The state of file format registries

Looking through UDFR is like walking through a ghost town that still shows many signs of its former promise. The UDFR Final Report (PDF) helps to explain this; it’s a very sad story of a brilliant idea that encountered tons of problems with deadlines and staffing. What’s there is hard to use and, as far as I can tell, isn’t getting used much. I don’t see any signs of recent updates.

The website is challenging for the inexperienced user, but this wouldn’t matter so much if it exposed its raw information so developers could write front ends for specific needs. Chris Prom wrote that “it is a great day for practical approaches to electronic records because all kinds of useful tools and services can and will be developed from the UDFR knowledge base.” But I just can’t see how. I wrote to Stephen Abrams a while back about problems I was encountering (including my inability to log in in Firefox — I’ve since found I can log in in Safari), and his reply gave the sense that the project team had exhausted its resources and funding just in putting the repository up on the Web.

The source code is supposed to be on GitHub, but all that I see there is four projects, three of which are forks of third-party code and the fourth just some OWL ontology files.

If it were possible to access the raw data by RESTful URLs, even that would be something. So far I haven’t found a way to do that.

In fairness, I have to admit I was part of the failure of UDFR’s predecessor GDFR. The scope of the project was too ambitious, and communication between the Harvard and OCLC developers was a problem.

The most successful format registry out there is PRONOM. Programmatic access to its data is provided with DROID. GDFR and UDFR, with “global” and “unified” in their names, both grew from a desire to have a registry that everyone could participate in. PRONOM accepts contributions, but it’s owned by the UK National Archives, and this bothers some people, but it’s the most useful registry there is. The PRONOM site itself expresses the hope that UDFR “will support the requirements of a larger digital preservation community,” and it still would be great if that could happen.

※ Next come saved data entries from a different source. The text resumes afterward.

//! Configuration schema definitions.
//!
//! This module defines the complete configuration structure for the governor.
//! All types derive Serde traits for deserialization from config files.

use std::time::Duration;

use serde::{Deserialize, Serialize};

/// Root configuration for the request governor.
#[derive(Debug, Clone, Deserialize, Serialize, Default, PartialEq)]
#[serde(default)]
pub struct GovernorConfig {
    /// Remote search API settings.
    pub api: ApiConfig,

    /// Outbound rate limiting.
    pub rate_limit: RateLimitConfig,

    /// Response cache settings.
    pub cache: CacheConfig,

    /// Default retry policy.
    pub retries: RetryConfig,

    /// Per-resource pagination ceilings.
    pub pagination: PaginationConfig,

    /// Observability settings.
    pub observability: ObservabilityConfig,
}

/// Remote API configuration.
#[derive(Debug, Clone, Deserialize, Serialize, PartialEq)]
#[serde(default)]
pub struct ApiConfig {
    /// Base URL of the search API.
    pub base_url: String,

    /// Per-attempt transport deadline in milliseconds.
    pub timeout_ms: u64,

    /// User-Agent header sent with every request.
    pub user_agent: String,
}

impl ApiConfig {
    pub fn timeout(&self) -> Duration {
        Duration::from_millis(self.timeout_ms)
    }
}

impl Default for ApiConfig {
    fn default() -> Self {
        Self {
            base_url: "https://api.reporter.nih.gov".to_string(),
            timeout_ms: 30_000,
            user_agent: concat!("search-governor/", env!("CARGO_PKG_VERSION")).to_string(),
        }
    }
}

/// Token bucket configuration.
#[derive(Debug, Clone, Deserialize, Serialize, PartialEq)]
#[serde(default)]
pub struct RateLimitConfig {
    /// Sustained requests per second (refill rate).
    pub requests_per_second: f64,

    /// Burst capacity.
    pub burst_capacity: u32,
}

impl Default for RateLimitConfig {
    fn default() -> Self {
        Self {
            requests_per_second: 1.0,
            burst_capacity: 5,
        }
    }
}

/// Response cache configuration.
#[derive(Debug, Clone, Deserialize, Serialize, PartialEq)]
#[serde(default)]
pub struct CacheConfig {
    /// Enable the response cache.
    pub enabled: bool,

    /// Maximum number of entries before LRU eviction.
    pub max_entries: usize,

    /// Default entry TTL in milliseconds.
    pub ttl_ms: u64,

    /// Re-anchor an entry's expiry on every successful read.
    pub sliding_expiration: bool,
}

impl CacheConfig {
    pub fn ttl(&self) -> Duration {
        Duration::from_millis(self.ttl_ms)
    }
}

impl Default for CacheConfig {
    fn default() -> Self {
        Self {
            enabled: true,
            max_entries: 1000,
            ttl_ms: 3_600_000, // 1 hour
            sliding_expiration: false,
        }
    }
}

/// Retry configuration.
#[derive(Debug, Clone, Deserialize, Serialize, PartialEq)]
#[serde(default)]
pub struct RetryConfig {
    /// Maximum number of attempts, including the first one.
    pub max_attempts: u32,

    /// Base delay for exponential backoff in milliseconds.
    pub base_delay_ms: u64,

    /// Maximum delay for exponential backoff in milliseconds.
    pub max_delay_ms: u64,

    /// Jitter added on top of each delay, as a fraction of it (0.0 disables).
    pub jitter_ratio: f64,
}

impl Default for RetryConfig {
    fn default() -> Self {
        Self {
            max_attempts: 3,
            base_delay_ms: 1000,
            max_delay_ms: 30_000,
            jitter_ratio: 0.0,
        }
    }
}

/// Offset/limit ceilings for one logical resource.
#[derive(Debug, Clone, Copy, Deserialize, Serialize, PartialEq, Eq)]
pub struct PageLimits {
    /// Highest offset the endpoint accepts.
    pub max_offset: u64,

    /// Highest page size the endpoint accepts.
    pub max_limit: u64,
}

/// Pagination ceilings per resource type.
#[derive(Debug, Clone, Deserialize, Serialize, PartialEq)]
#[serde(default)]
pub struct PaginationConfig {
    /// Primary records (project search).
    pub projects: PageLimits,

    /// Linked records (publication search).
    pub publications: PageLimits,

    /// Page size used when a request does not name one.
    pub default_limit: u64,
}

impl Default for PaginationConfig {
    fn default() -> Self {
        Self {
            projects: PageLimits {
                max_offset: 14_999,
                max_limit: 500,
            },
            publications: PageLimits {
                max_offset: 9_999,
                max_limit: 500,
            },
            default_limit: 500,
        }
    }
}

/// Observability configuration.
#[derive(Debug, Clone, Deserialize, Serialize, PartialEq)]
#[serde(default)]
pub struct ObservabilityConfig {
    /// Log level (trace, debug, info, warn, error).
    pub log_level: String,

    /// Emit JSON log lines instead of the human-readable format.
    pub json_logs: bool,

    /// Enable the Prometheus metrics endpoint.
    pub metrics_enabled: bool,

    /// Metrics endpoint bind address.
    pub metrics_address: String,
}

impl Default for ObservabilityConfig {
    fn default() -> Self {
        Self {
            log_level: "info".to_string(),
            json_logs: false,
            metrics_enabled: false,
            metrics_address: "127.0.0.1:9090".to_string(),
        }
    }
}
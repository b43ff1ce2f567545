//! Structured logging.
//!
//! # Responsibilities
//! - Initialize logging subsystem
//! - Configure log level from config, overridable via `RUST_LOG`
//!
//! # Design Decisions
//! - Uses tracing crate for structured logging
//! - JSON format for production, pretty format for development

use tracing_subscriber::{layer::SubscriberExt, util::SubscriberInitExt, EnvFilter};

use crate::config::ObservabilityConfig;

/// Install the global tracing subscriber.
///
/// Returns an error if a global subscriber is already set.
pub fn init_logging(config: &ObservabilityConfig) -> Result<(), tracing_subscriber::util::TryInitError> {
    let filter = EnvFilter::try_from_default_env()
        .unwrap_or_else(|_| EnvFilter::new(format!("search_governor={}", config.log_level)));

    let registry = tracing_subscriber::registry().with(filter);

    if config.json_logs {
        registry
            .with(tracing_subscriber::fmt::layer().json().with_current_span(true).with_writer(std::io::stderr))
            .try_init()
    } else {
        registry
            .with(tracing_subscriber::fmt::layer().with_writer(std::io::stderr))
            .try_init()
    }
}
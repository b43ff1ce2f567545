//! Outbound rate limiting with a token bucket and a FIFO wait queue.
//!
//! `acquire()` never rejects. When the bucket is empty (or other callers are
//! already waiting) the caller is parked on a oneshot channel at the back of
//! the queue. A single drain task owns the job of handing out tokens to
//! parked callers in arrival order; it sleeps only as long as the next whole
//! token takes to accrue and exits as soon as the queue is empty.

use std::collections::VecDeque;
use std::fmt;
use std::sync::{Arc, Mutex, MutexGuard, PoisonError};
use std::time::Duration;

use thiserror::Error;
use tokio::sync::oneshot;
use tokio::time::Instant;

use crate::config::RateLimitConfig;
use crate::observability::metrics;

/// Shortest sleep the drain task will schedule.
const MIN_DRAIN_INTERVAL: Duration = Duration::from_millis(1);

/// Errors raised when constructing a limiter.
#[derive(Debug, Error, PartialEq)]
pub enum RateLimiterError {
    #[error("burst capacity must be at least 1")]
    ZeroCapacity,

    #[error("refill rate must be a finite number greater than 0, got {0}")]
    InvalidRefillRate(f64),
}

/// Read-only snapshot of the limiter.
#[derive(Debug, Clone, Copy, PartialEq)]
pub struct LimiterState {
    /// Tokens available right now (fractional).
    pub tokens: f64,
    pub capacity: u32,
    /// Callers currently parked waiting for a token.
    pub queue_length: usize,
    /// Tokens added per second.
    pub refill_rate: f64,
}

struct Waiter {
    id: u64,
    grant: oneshot::Sender<()>,
}

/// Token bucket plus its wait queue; always mutated under one lock.
struct TokenBucket {
    tokens: f64,
    last_refill: Instant,
    queue: VecDeque<Waiter>,
    next_waiter_id: u64,
    draining: bool,
}

impl TokenBucket {
    fn refill(&mut self, capacity: f64, refill_rate: f64) {
        let now = Instant::now();
        let elapsed = now.duration_since(self.last_refill).as_secs_f64();
        self.tokens = (self.tokens + elapsed * refill_rate).min(capacity);
        self.last_refill = now;
    }

    /// Hand whole tokens to the longest-waiting callers.
    ///
    /// Waiters whose receiver is already gone are skipped without spending a token.
    fn grant_waiters(&mut self) -> usize {
        let mut granted = 0;
        while self.tokens >= 1.0 {
            let Some(waiter) = self.queue.pop_front() else {
                break;
            };
            if waiter.grant.send(()).is_ok() {
                self.tokens -= 1.0;
                granted += 1;
            }
        }
        granted
    }
}

struct Shared {
    bucket: Mutex<TokenBucket>,
    capacity: u32,
    refill_rate: f64,
}

impl Shared {
    fn lock(&self) -> MutexGuard<'_, TokenBucket> {
        self.bucket.lock().unwrap_or_else(PoisonError::into_inner)
    }
}

/// Token bucket admission controller.
pub struct RateLimiter {
    shared: Arc<Shared>,
}

impl RateLimiter {
    /// Create a limiter that starts full.
    pub fn new(capacity: u32, refill_rate: f64) -> Result<Self, RateLimiterError> {
        if capacity == 0 {
            return Err(RateLimiterError::ZeroCapacity);
        }
        if !refill_rate.is_finite() || refill_rate <= 0.0 {
            return Err(RateLimiterError::InvalidRefillRate(refill_rate));
        }

        Ok(Self {
            shared: Arc::new(Shared {
                bucket: Mutex::new(TokenBucket {
                    tokens: f64::from(capacity),
                    last_refill: Instant::now(),
                    queue: VecDeque::new(),
                    next_waiter_id: 0,
                    draining: false,
                }),
                capacity,
                refill_rate,
            }),
        })
    }

    pub fn from_config(config: &RateLimitConfig) -> Result<Self, RateLimiterError> {
        Self::new(config.burst_capacity, config.requests_per_second)
    }

    /// Wait for one token and consume it.
    ///
    /// Dropping the returned future before it completes gives up the place in
    /// the queue; a token granted to an abandoned caller goes back to the bucket.
    pub async fn acquire(&self) {
        let (id, rx) = {
            let mut bucket = self.shared.lock();
            bucket.refill(f64::from(self.shared.capacity), self.shared.refill_rate);

            // Fast path only when nobody is queued, so callers never overtake.
            if bucket.queue.is_empty() && bucket.tokens >= 1.0 {
                bucket.tokens -= 1.0;
                return;
            }

            let id = bucket.next_waiter_id;
            bucket.next_waiter_id += 1;
            let (tx, rx) = oneshot::channel();
            bucket.queue.push_back(Waiter { id, grant: tx });

            let queue_length = bucket.queue.len();
            tracing::debug!(
                waiter = id,
                queue_length,
                tokens = bucket.tokens,
                "Rate limit reached, queueing request"
            );
            metrics::record_rate_limit_wait(queue_length);

            if !bucket.draining {
                bucket.draining = true;
                tokio::spawn(drain(Arc::clone(&self.shared)));
            }
            (id, rx)
        };

        PendingPermit {
            shared: &self.shared,
            id,
            rx,
            done: false,
        }
        .wait()
        .await;
    }

    /// Snapshot of the current state. Does not mutate the bucket.
    pub fn state(&self) -> LimiterState {
        let bucket = self.shared.lock();
        let elapsed = bucket.last_refill.elapsed().as_secs_f64();
        let capacity = f64::from(self.shared.capacity);
        LimiterState {
            tokens: (bucket.tokens + elapsed * self.shared.refill_rate).min(capacity),
            capacity: self.shared.capacity,
            queue_length: bucket.queue.len(),
            refill_rate: self.shared.refill_rate,
        }
    }
}

impl fmt::Debug for RateLimiter {
    fn fmt(&self, f: &mut fmt::Formatter<'_>) -> fmt::Result {
        let state = self.state();
        f.debug_struct("RateLimiter")
            .field("capacity", &state.capacity)
            .field("refill_rate", &state.refill_rate)
            .field("tokens", &state.tokens)
            .field("queue_length", &state.queue_length)
            .finish()
    }
}

/// A queued acquisition. Cleans up after itself if dropped early.
struct PendingPermit<'a> {
    shared: &'a Arc<Shared>,
    id: u64,
    rx: oneshot::Receiver<()>,
    done: bool,
}

impl PendingPermit<'_> {
    async fn wait(mut self) {
        if (&mut self.rx).await.is_err() {
            // Sender dropped without a grant: the limiter is being torn down.
            tracing::warn!(waiter = self.id, "Rate limiter dropped while request was queued");
        }
        self.done = true;
    }
}

impl Drop for PendingPermit<'_> {
    fn drop(&mut self) {
        if self.done {
            return;
        }

        let mut bucket = self.shared.lock();
        if let Some(pos) = bucket.queue.iter().position(|w| w.id == self.id) {
            bucket.queue.remove(pos);
            tracing::debug!(waiter = self.id, "Queued request abandoned");
        } else if self.rx.try_recv().is_ok() {
            // Granted but never observed: return the token and pass it on.
            let capacity = f64::from(self.shared.capacity);
            bucket.tokens = (bucket.tokens + 1.0).min(capacity);
            bucket.grant_waiters();
            tracing::debug!(waiter = self.id, "Returned token granted to abandoned request");
        }
        metrics::record_queue_length(bucket.queue.len());
    }
}

/// Grant tokens to queued callers until the queue is empty.
async fn drain(shared: Arc<Shared>) {
    let capacity = f64::from(shared.capacity);
    loop {
        let wait = {
            let mut bucket = shared.lock();
            bucket.refill(capacity, shared.refill_rate);
            let granted = bucket.grant_waiters();
            metrics::record_queue_length(bucket.queue.len());

            if bucket.queue.is_empty() {
                bucket.draining = false;
                tracing::trace!(granted, "Rate limiter queue drained");
                return;
            }

            let deficit = (1.0 - bucket.tokens).max(0.0);
            Duration::from_secs_f64(deficit / shared.refill_rate).max(MIN_DRAIN_INTERVAL)
        };
        tokio::time::sleep(wait).await;
    }
}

Occasionally some people have discussed the idea of an open wiki for file format information. This would allow more free-form updates than the registries, and if combined with the concept of the semantic wiki, could also be a source of formalized data. I’m inclined to believe that’s the best way to implement an open repository.

7 responses to “The state of file format registries

  1. I share the pain. UDFR is nothing like what I’d hoped, either in its execution or its sustainability plan, of which there appears to be nothing. Like you, I think PRONOM is the best hope, but unfortunately TNA see PRONOM as mainly a plce to hold DROID signatures. They are not interested in (or perhaps have no mechanism for) external input (I offered some corrections to the DOCX entries including links to the ISO standards that have not been acted on in over a year).

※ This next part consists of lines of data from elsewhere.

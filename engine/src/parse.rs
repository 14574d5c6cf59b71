//! tsqllint report parsing.
//!
//! tsqllint prints one finding per line:
//!
//! ```text
//! <path>(<line>,<col>): <severity> <rule> : <message>
//! ```
//!
//! `path` ends just before the first `(line,col):` group after which the rest
//! of the line also matches. `line` is 1-based and unsigned, `col` is 1-based
//! and may be zero or negative. `severity` is a single word, `rule` contains no
//! colon. Lines that do not match (banners, summaries, blank lines) are skipped.

use std::path::Path;

use tsqlls_types::{DiagnosticSeverity, LintDiagnostic, Position, Range};

use crate::workspace::{comparison_key, resolve_against};

/// One matched report line, before any path filtering or position mapping.
#[derive(Debug, Clone, PartialEq, Eq)]
pub struct ReportEntry<'a> {
    pub path: &'a str,
    /// 1-based.
    pub line: u64,
    /// 1-based; values `<= 0` mean "start of line".
    pub column: i64,
    pub severity: &'a str,
    /// Verbatim, including any whitespace the grammar leaves attached.
    pub rule: &'a str,
    pub message: &'a str,
}

/// Parse a tsqllint report into diagnostics for one document.
///
/// Entries whose path, resolved against `working_dir`, is not `target` are
/// dropped: the tool also reports on files it reaches transitively. Positions
/// are mapped onto `lines`, the live buffer contents. Output order follows the
/// report.
#[must_use]
pub fn parse_report(
    report: &str,
    target: &Path,
    working_dir: &Path,
    lines: &[&str],
) -> Vec<LintDiagnostic> {
    let target_key = comparison_key(&resolve_against(working_dir, target));

    report
        .lines()
        .filter(|line| !line.trim().is_empty())
        .filter_map(parse_line)
        .filter(|entry| {
            comparison_key(&resolve_against(working_dir, Path::new(entry.path))) == target_key
        })
        .map(|entry| to_diagnostic(&entry, lines))
        .collect()
}

/// Match a single report line against the grammar.
#[must_use]
pub fn parse_line(line: &str) -> Option<ReportEntry<'_>> {
    let line = line.strip_suffix('\r').unwrap_or(line);

    // The path is the shortest prefix whose remainder matches.
    line.char_indices()
        .filter(|&(i, c)| c == '(' && i > 0)
        .find_map(|(i, _)| {
            let (path, rest) = line.split_at(i);
            parse_tail(rest).map(|tail| ReportEntry {
                path,
                line: tail.line,
                column: tail.column,
                severity: tail.severity,
                rule: tail.rule,
                message: tail.message,
            })
        })
}

struct Tail<'a> {
    line: u64,
    column: i64,
    severity: &'a str,
    rule: &'a str,
    message: &'a str,
}

/// Match `(<line>,<col>): <severity> <rule> : <message>` against the whole of `rest`.
fn parse_tail(rest: &str) -> Option<Tail<'_>> {
    let rest = rest.strip_prefix('(')?;
    let (line, rest) = split_digits(rest)?;
    let rest = rest.strip_prefix(',')?;
    let (negative, rest) = match rest.strip_prefix('-') {
        Some(after) => (true, after),
        None => (false, rest),
    };
    let (column, rest) = split_digits(rest)?;
    let rest = rest.strip_prefix("):")?;

    let rest = strip_whitespace_run(rest)?;
    let word_len = rest
        .find(|c: char| !is_word_char(c))
        .unwrap_or(rest.len());
    if word_len == 0 {
        return None;
    }
    let (severity, rest) = rest.split_at(word_len);

    // Give whitespace back to the rule only when nothing else can fill it.
    let ws_end = rest.len() - rest.trim_start().len();
    let (rule, message) = rest[..ws_end]
        .char_indices()
        .skip(1)
        .map(|(i, _)| i)
        .chain((ws_end > 0).then_some(ws_end))
        .collect::<Vec<_>>()
        .into_iter()
        .rev()
        .find_map(|start| split_rule_and_message(&rest[start..]))?;

    let line = saturating_parse(line);
    let column = i64::try_from(saturating_parse(column)).unwrap_or(i64::MAX);
    Some(Tail {
        line,
        column: if negative { -column } else { column },
        severity,
        rule,
        message,
    })
}

/// Split `<rule> : <message>` at the first colon.
///
/// The rule is non-empty and the colon is surrounded by at least one
/// whitespace character on each side; the rule keeps any whitespace beyond the
/// single character consumed before the colon.
fn split_rule_and_message(rest: &str) -> Option<(&str, &str)> {
    let colon = rest.find(':')?;
    let (before, after) = (&rest[..colon], &rest[colon + 1..]);

    let last_ws = before.chars().next_back().filter(|c| c.is_whitespace())?;
    let rule = &before[..before.len() - last_ws.len_utf8()];
    if rule.is_empty() {
        return None;
    }

    let trimmed = after.trim_start();
    let ws_len = after.len() - trimmed.len();
    if ws_len == 0 {
        return None;
    }
    let message = if trimmed.is_empty() {
        // A whitespace-only tail still yields a one-character message once a
        // separator character is left over.
        let last = after.chars().next_back()?;
        if after.chars().count() < 2 {
            return None;
        }
        &after[after.len() - last.len_utf8()..]
    } else {
        trimmed
    };

    Some((rule, message))
}

fn split_digits(s: &str) -> Option<(&str, &str)> {
    let len = s
        .find(|c: char| !c.is_ascii_digit())
        .unwrap_or(s.len());
    (len > 0).then(|| s.split_at(len))
}

/// Strip a non-empty run of leading whitespace.
fn strip_whitespace_run(s: &str) -> Option<&str> {
    let trimmed = s.trim_start();
    (trimmed.len() < s.len()).then_some(trimmed)
}

fn is_word_char(c: char) -> bool {
    c.is_ascii_alphanumeric() || c == '_'
}

fn saturating_parse(digits: &str) -> u64 {
    digits.parse().unwrap_or(u64::MAX)
}

fn to_diagnostic(entry: &ReportEntry<'_>, lines: &[&str]) -> LintDiagnostic {
    let line = u32::try_from(entry.line.saturating_sub(1)).unwrap_or(u32::MAX);
    let column = if entry.column <= 0 {
        0
    } else {
        u32::try_from(entry.column - 1).unwrap_or(u32::MAX)
    };

    let line_len = lines
        .get(line as usize)
        .map_or(0, |text| text.encode_utf16().count());
    let line_len = u32::try_from(line_len).unwrap_or(u32::MAX);

    let range = if column >= line_len {
        let end_of_line = Position::new(line, line_len);
        Range::new(end_of_line, end_of_line)
    } else {
        Range::new(Position::new(line, column), Position::new(line, column + 1))
    };

    LintDiagnostic::new(
        DiagnosticSeverity::from_report(entry.severity),
        range,
        entry.rule.to_string(),
        entry.message.to_string(),
    )
}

    If we could persuade TNA to release the content of PRONOM into some kind of supranational endeavour, we might get somewhere

    Meanwhile, I am hopeful that the iconoclastic Jason Scott from the Archive Team will actually do something useful in November (his declared action month on file formats), although since he came up with the idea, we have discussed what might be done but not yet learned what Jason thinks of it all. And his action rather depends on him!

    Personally, I think some kind of data box on Wikipedia entries on file formats would be the thing; something that can be harvested across into anyone’s private registry, with whatever quality control they choose. I have heard (but don’t know for sure) that Jason doesn’t like Wikipedia, so this may not fly for November. We’ll see.

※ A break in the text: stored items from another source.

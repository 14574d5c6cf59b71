//! JSON-RPC framing for the language-server transport.
//!
//! Messages travel as `Content-Length: N\r\n\r\n{json}` over stdin/stdout.
//! [`FrameReader`] and [`FrameWriter`] move whole JSON values across that
//! framing; [`Incoming::classify`] sorts a decoded frame into request,
//! notification or response.

use anyhow::{Context, Result, bail};
use serde_json::Value;
use tokio::io::{AsyncBufReadExt, AsyncRead, AsyncReadExt, AsyncWrite, AsyncWriteExt, BufReader};

/// Largest body accepted from the client (4 MiB).
pub const MAX_FRAME_BYTES: usize = 4 * 1024 * 1024;

/// Reads framed JSON values.
pub struct FrameReader<R> {
    reader: BufReader<R>,
}

impl<R: AsyncRead + Unpin> FrameReader<R> {
    pub fn new(reader: R) -> Self {
        Self {
            reader: BufReader::new(reader),
        }
    }

    /// Next frame, or `Ok(None)` if the stream ended cleanly between frames.
    pub async fn read_frame(&mut self) -> Result<Option<Value>> {
        let Some(length) = self.read_headers().await? else {
            return Ok(None);
        };
        if length > MAX_FRAME_BYTES {
            bail!("Content-Length {length} exceeds maximum {MAX_FRAME_BYTES}");
        }

        let mut body = vec![0u8; length];
        self.reader
            .read_exact(&mut body)
            .await
            .context("reading frame body")?;

        serde_json::from_slice(&body)
            .map(Some)
            .context("parsing JSON-RPC frame")
    }

    async fn read_headers(&mut self) -> Result<Option<usize>> {
        let mut length = None;
        let mut line = String::new();
        let mut started = false;

        loop {
            line.clear();
            let read = self
                .reader
                .read_line(&mut line)
                .await
                .context("reading header line")?;
            if read == 0 {
                if started {
                    bail!("unexpected EOF while reading headers");
                }
                return Ok(None);
            }
            started = true;

            let header = line.trim();
            if header.is_empty() {
                break;
            }
            let Some((name, value)) = header.split_once(':') else {
                continue;
            };
            if name.trim().eq_ignore_ascii_case("Content-Length") {
                let parsed = value
                    .trim()
                    .parse::<usize>()
                    .context("invalid Content-Length value")?;
                length = Some(parsed);
            }
        }

        match length {
            Some(length) => Ok(Some(length)),
            None => bail!("missing Content-Length header"),
        }
    }
}

/// Writes framed JSON values.
pub struct FrameWriter<W> {
    writer: W,
}

impl<W: AsyncWrite + Unpin> FrameWriter<W> {
    pub fn new(writer: W) -> Self {
        Self { writer }
    }

    pub async fn write_frame(&mut self, message: &Value) -> Result<()> {
        let body = serde_json::to_vec(message).context("serializing JSON-RPC frame")?;
        let header = format!("Content-Length: {}\r\n\r\n", body.len());

        self.writer
            .write_all(header.as_bytes())
            .await
            .context("writing frame header")?;
        self.writer
            .write_all(&body)
            .await
            .context("writing frame body")?;
        self.writer.flush().await.context("flushing frame")
    }
}

/// A decoded frame sorted by JSON-RPC role.
#[derive(Debug, Clone, PartialEq)]
pub enum Incoming {
    /// Client-to-server call expecting a response.
    Request {
        id: Value,
        method: String,
        params: Value,
    },
    Notification {
        method: String,
        params: Value,
    },
    /// Reply to a request this server sent. Only numeric ids are ours.
    Response { id: u64, body: Value },
}

impl Incoming {
    /// `None` for frames that fit no role (e.g. an id with neither method nor
    /// result). Missing params become `Value::Null`.
    #[must_use]
    pub fn classify(frame: &Value) -> Option<Self> {
        let id = frame.get("id").filter(|id| !id.is_null());
        let method = frame.get("method").and_then(Value::as_str);
        let params = frame.get("params").cloned().unwrap_or(Value::Null);
        let is_reply = frame.get("result").is_some() || frame.get("error").is_some();

        match (id, method) {
            (Some(id), Some(method)) => Some(Self::Request {
                id: id.clone(),
                method: method.to_string(),
                params,
            }),
            (None, Some(method)) => Some(Self::Notification {
                method: method.to_string(),
                params,
            }),
            (Some(id), None) if is_reply => Some(Self::Response {
                id: id.as_u64()?,
                body: frame.clone(),
            }),
            _ => None,
        }
    }
}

    I’m occasionally reminded of the fantastic work that Antony Williams did with Chemspider and curating chemistry data on Wikipedia. I’d like to think we can do something similar that would engage those outside the archival community who know about some of these weird formats, and harvest the results into functional services. But Antony had the InChI, the International Chemical identifier, that links Wikipedia entries (and other data sources) to the corresponding entries in Chemspider. Unfortunately that appears to be one of the missing links in the File Format game!

  2. David Clipsham

    Chris,

    Thank you for your comments.

    It is certainly true that The National Archives is currently primarily concerned with developing DROID signatures, for reasons I explained in my recent blog post (http://blog.nationalarchives.gov.uk/blog/an-introduction-to-the-pronom-contribution-model-and-the-signature-developer-role/); my research is necessarily narrow and focused. However, I would like to direct you to the PRONOM release notes (http://www.nationalarchives.gov.uk/aboutapps/pronom/release-notes.xml). As you will see our releases this week include contributions from NARA, MoL, NLNZ, and an independent contributor. All of these contributions have provided very specific information, including file format examples and suggested signature information. We are very open to external contributors, however as my blog post explains, the contributions that are most successful and quicker to be integrated are those that either directly provide signature information, or that make signature information easier to validate.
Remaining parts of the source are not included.